Line by line, copy the material that follows without leaving anything out.
[[ Dataset excerpts, beginning ]]
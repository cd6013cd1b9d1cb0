use crate::model::{
    Edge, NodeId, Relation, Resource, ResourceKind, ResourceSpec, ServiceSpec, TargetPort,
};

use super::{RelationshipRule, ResourceCatalog, RuleOutput};

/// Traffic paths: service -> backing pod and ingress -> backend service.
///
/// A service routes to a pod when its selector matches the pod and at least
/// one service port lands on a port the pod exposes.
#[derive(Debug, Default)]
pub struct NetworkEndpointRule;

impl NetworkEndpointRule {
    fn routes_to(service: &ServiceSpec, pod: &Resource) -> bool {
        let ResourceSpec::Pod(pod_spec) = &pod.spec else {
            return false;
        };
        // Container ports are informational; a pod that lists none may still
        // listen on anything.
        if pod_spec.ports.is_empty() {
            return true;
        }
        let declared: Vec<_> = service.ports.iter().filter(|p| p.port.is_some()).collect();
        if declared.is_empty() {
            return true;
        }

        declared.iter().any(|sp| {
            let target = sp
                .target_port
                .clone()
                .or(sp.port.map(TargetPort::Number));
            pod_spec.ports.iter().any(|cp| {
                let protocol_ok = cp.protocol.eq_ignore_ascii_case(&sp.protocol);
                let port_ok = match &target {
                    Some(TargetPort::Number(n)) => cp.port == *n,
                    Some(TargetPort::Name(name)) => cp.name.as_deref() == Some(name.as_str()),
                    None => false,
                };
                protocol_ok && port_ok
            })
        })
    }
}

impl RelationshipRule for NetworkEndpointRule {
    fn name(&self) -> &'static str {
        "network-endpoint"
    }

    fn relation(&self) -> Relation {
        Relation::NetworkEndpoint
    }

    fn infer(&self, resource: &Resource, catalog: &ResourceCatalog) -> RuleOutput {
        let mut out = RuleOutput::default();
        let id = resource.id();

        match &resource.spec {
            ResourceSpec::Service(service) => {
                for (i, port) in service.ports.iter().enumerate() {
                    if port.port.is_none() {
                        out.diagnose(self.name(), &id, format!("service port #{} has no port number", i));
                    }
                }
                let (Some(selector), Some(ns)) = (service.selector.as_ref(), resource.namespace()) else {
                    return out;
                };
                for pod in catalog.in_namespace(ns, ResourceKind::Pod) {
                    if selector.matches(pod.labels()) && Self::routes_to(service, pod) {
                        out.selected(
                            Edge::new(id.clone(), pod.id(), Relation::NetworkEndpoint)
                                .with_label("routes to"),
                        );
                    }
                }
            }
            ResourceSpec::Ingress(ingress) => {
                if ingress.backends.is_empty() {
                    out.diagnose(self.name(), &id, "ingress declares no service backend");
                }
                for backend in &ingress.backends {
                    out.reference(
                        Edge::new(
                            id.clone(),
                            NodeId::new(ResourceKind::Service, resource.namespace(), backend),
                            Relation::NetworkEndpoint,
                        )
                        .with_label("routes to"),
                    );
                }
            }
            _ => {}
        }

        out
    }

    fn selector_kinds(&self, target: ResourceKind) -> &'static [ResourceKind] {
        if target == ResourceKind::Pod {
            &[ResourceKind::Service]
        } else {
            &[]
        }
    }

    fn infer_pair(&self, holder: &Resource, target: &Resource) -> Option<Edge> {
        let ResourceSpec::Service(service) = &holder.spec else {
            return None;
        };
        if target.kind != ResourceKind::Pod || holder.namespace() != target.namespace() {
            return None;
        }
        let selector = service.selector.as_ref()?;
        (selector.matches(target.labels()) && Self::routes_to(service, target)).then(|| {
            Edge::new(holder.id(), target.id(), Relation::NetworkEndpoint).with_label("routes to")
        })
    }
}

#[cfg(test)]
mod tests {
    use super::*;
    use serde_json::json;
    use std::sync::Arc;

    fn pod(name: &str, ports: serde_json::Value) -> Arc<Resource> {
        Arc::new(
            Resource::from_json(
                ResourceKind::Pod,
                &json!({
                    "metadata": {"name": name, "namespace": "ns", "labels": {"app": "web"}},
                    "spec": {"containers": [{"name": "c", "ports": ports}]}
                }),
            )
            .unwrap(),
        )
    }

    fn service(ports: serde_json::Value) -> Resource {
        Resource::from_json(
            ResourceKind::Service,
            &json!({
                "metadata": {"name": "web", "namespace": "ns"},
                "spec": {"selector": {"app": "web"}, "ports": ports}
            }),
        )
        .unwrap()
    }

    #[test]
    fn test_port_compatibility() {
        let http = pod("http", json!([{"name": "http", "containerPort": 8080}]));
        let dns = pod("dns", json!([{"containerPort": 53, "protocol": "UDP"}]));
        let bare = pod("bare", json!([]));

        let by_name = service(json!([{"port": 80, "targetPort": "http"}]));
        assert!(NetworkEndpointRule.infer_pair(&by_name, &http).is_some());
        assert!(NetworkEndpointRule.infer_pair(&by_name, &dns).is_none());
        assert!(NetworkEndpointRule.infer_pair(&by_name, &bare).is_some());

        let by_number = service(json!([{"port": 53}]));
        // TCP service port does not reach a UDP-only container.
        assert!(NetworkEndpointRule.infer_pair(&by_number, &dns).is_none());
        let udp = service(json!([{"port": 53, "protocol": "UDP"}]));
        assert!(NetworkEndpointRule.infer_pair(&udp, &dns).is_some());
    }

    #[test]
    fn test_ingress_backends() {
        let ingress = Resource::from_json(
            ResourceKind::Ingress,
            &json!({
                "metadata": {"name": "edge", "namespace": "ns"},
                "spec": {"rules": [{"http": {"paths": [
                    {"path": "/", "backend": {"service": {"name": "web", "port": {"number": 80}}}},
                    {"path": "/api", "backend": {"service": {"name": "api", "port": {"number": 80}}}}
                ]}}]}
            }),
        )
        .unwrap();

        let out = NetworkEndpointRule.infer(&ingress, &ResourceCatalog::new());
        let targets: Vec<_> = out.edges.iter().map(|e| e.edge.target.as_str()).collect();
        assert_eq!(targets, vec!["service/ns/web", "service/ns/api"]);
    }
}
[[ Dataset excerpts, end ]]
Solved problem:
repository cd6013cd1b9d1cb0
use crate::model::{
    Edge, NodeId, Relation, Resource, ResourceKind, ResourceSpec, ServiceSpec, TargetPort,
};

use super::{RelationshipRule, ResourceCatalog, RuleOutput};

/// Traffic paths: service -> backing pod and ingress -> backend service.
///
/// A service routes to a pod when its selector matches the pod and at least
/// one service port lands on a port the pod exposes.
#[derive(Debug, Default)]
pub struct NetworkEndpointRule;

impl NetworkEndpointRule {
    fn routes_to(service: &ServiceSpec, pod: &Resource) -> bool {
        let ResourceSpec::Pod(pod_spec) = &pod.spec else {
            return false;
        };
        // Container ports are informational; a pod that lists none may still
        // listen on anything.
        if pod_spec.ports.is_empty() {
            return true;
        }
        let declared: Vec<_> = service.ports.iter().filter(|p| p.port.is_some()).collect();
        if declared.is_empty() {
            return true;
        }

        declared.iter().any(|sp| {
            let target = sp
                .target_port
                .clone()
                .or(sp.port.map(TargetPort::Number));
            pod_spec.ports.iter().any(|cp| {
                let protocol_ok = cp.protocol.eq_ignore_ascii_case(&sp.protocol);
                let port_ok = match &target {
                    Some(TargetPort::Number(n)) => cp.port == *n,
                    Some(TargetPort::Name(name)) => cp.name.as_deref() == Some(name.as_str()),
                    None => false,
                };
                protocol_ok && port_ok
            })
        })
    }
}

impl RelationshipRule for NetworkEndpointRule {
    fn name(&self) -> &'static str {
        "network-endpoint"
    }

    fn relation(&self) -> Relation {
        Relation::NetworkEndpoint
    }

    fn infer(&self, resource: &Resource, catalog: &ResourceCatalog) -> RuleOutput {
        let mut out = RuleOutput::default();
        let id = resource.id();

        match &resource.spec {
            ResourceSpec::Service(service) => {
                for (i, port) in service.ports.iter().enumerate() {
                    if port.port.is_none() {
                        out.diagnose(self.name(), &id, format!("service port #{} has no port number", i));
                    }
                }
                let (Some(selector), Some(ns)) = (service.selector.as_ref(), resource.namespace()) else {
                    return out;
                };
                for pod in catalog.in_namespace(ns, ResourceKind::Pod) {
                    if selector.matches(pod.labels()) && Self::routes_to(service, pod) {
                        out.selected(
                            Edge::new(id.clone(), pod.id(), Relation::NetworkEndpoint)
                                .with_label("routes to"),
                        );
                    }
                }
            }
            ResourceSpec::Ingress(ingress) => {
                if ingress.backends.is_empty() {
                    out.diagnose(self.name(), &id, "ingress declares no service backend");
                }
                for backend in &ingress.backends {
                    out.reference(
                        Edge::new(
                            id.clone(),
                            NodeId::new(ResourceKind::Service, resource.namespace(), backend),
                            Relation::NetworkEndpoint,
                        )
                        .with_label("routes to"),
                    );
                }
            }
            _ => {}
        }

        out
    }

    fn selector_kinds(&self, target: ResourceKind) -> &'static [ResourceKind] {
        if target == ResourceKind::Pod {
            &[ResourceKind::Service]
        } else {
            &[]
        }
    }

    fn infer_pair(&self, holder: &Resource, target: &Resource) -> Option<Edge> {
        let ResourceSpec::Service(service) = &holder.spec else {
            return None;
        };
        if target.kind != ResourceKind::Pod || holder.namespace() != target.namespace() {
            return None;
        }
        let selector = service.selector.as_ref()?;
        (selector.matches(target.labels()) && Self::routes_to(service, target)).then(|| {
            Edge::new(holder.id(), target.id(), Relation::NetworkEndpoint).with_label("routes to")
        })
    }
}

#[cfg(test)]
mod tests {
    use super::*;
    use serde_json::json;
    use std::sync::Arc;

    fn pod(name: &str, ports: serde_json::Value) -> Arc<Resource> {
        Arc::new(
            Resource::from_json(
                ResourceKind::Pod,
                &json!({
                    "metadata": {"name": name, "namespace": "ns", "labels": {"app": "web"}},
                    "spec": {"containers": [{"name": "c", "ports": ports}]}
                }),
            )
            .unwrap(),
        )
    }

    fn service(ports: serde_json::Value) -> Resource {
        Resource::from_json(
            ResourceKind::Service,
            &json!({
                "metadata": {"name": "web", "namespace": "ns"},
                "spec": {"selector": {"app": "web"}, "ports": ports}
            }),
        )
        .unwrap()
    }

    #[test]
    fn test_port_compatibility() {
        let http = pod("http", json!([{"name": "http", "containerPort": 8080}]));
        let dns = pod("dns", json!([{"containerPort": 53, "protocol": "UDP"}]));
        let bare = pod("bare", json!([]));

        let by_name = service(json!([{"port": 80, "targetPort": "http"}]));
        assert!(NetworkEndpointRule.infer_pair(&by_name, &http).is_some());
        assert!(NetworkEndpointRule.infer_pair(&by_name, &dns).is_none());
        assert!(NetworkEndpointRule.infer_pair(&by_name, &bare).is_some());

        let by_number = service(json!([{"port": 53}]));
        // TCP service port does not reach a UDP-only container.
        assert!(NetworkEndpointRule.infer_pair(&by_number, &dns).is_none());
        let udp = service(json!([{"port": 53, "protocol": "UDP"}]));
        assert!(NetworkEndpointRule.infer_pair(&udp, &dns).is_some());
    }

    #[test]
    fn test_ingress_backends() {
        let ingress = Resource::from_json(
            ResourceKind::Ingress,
            &json!({
                "metadata": {"name": "edge", "namespace": "ns"},
                "spec": {"rules": [{"http": {"paths": [
                    {"path": "/", "backend": {"service": {"name": "web", "port": {"number": 80}}}},
                    {"path": "/api", "backend": {"service": {"name": "api", "port": {"number": 80}}}}
                ]}}]}
            }),
        )
        .unwrap();

        let out = NetworkEndpointRule.infer(&ingress, &ResourceCatalog::new());
        let targets: Vec<_> = out.edges.iter().map(|e| e.edge.target.as_str()).collect();
        assert_eq!(targets, vec!["service/ns/web", "service/ns/api"]);
    }
}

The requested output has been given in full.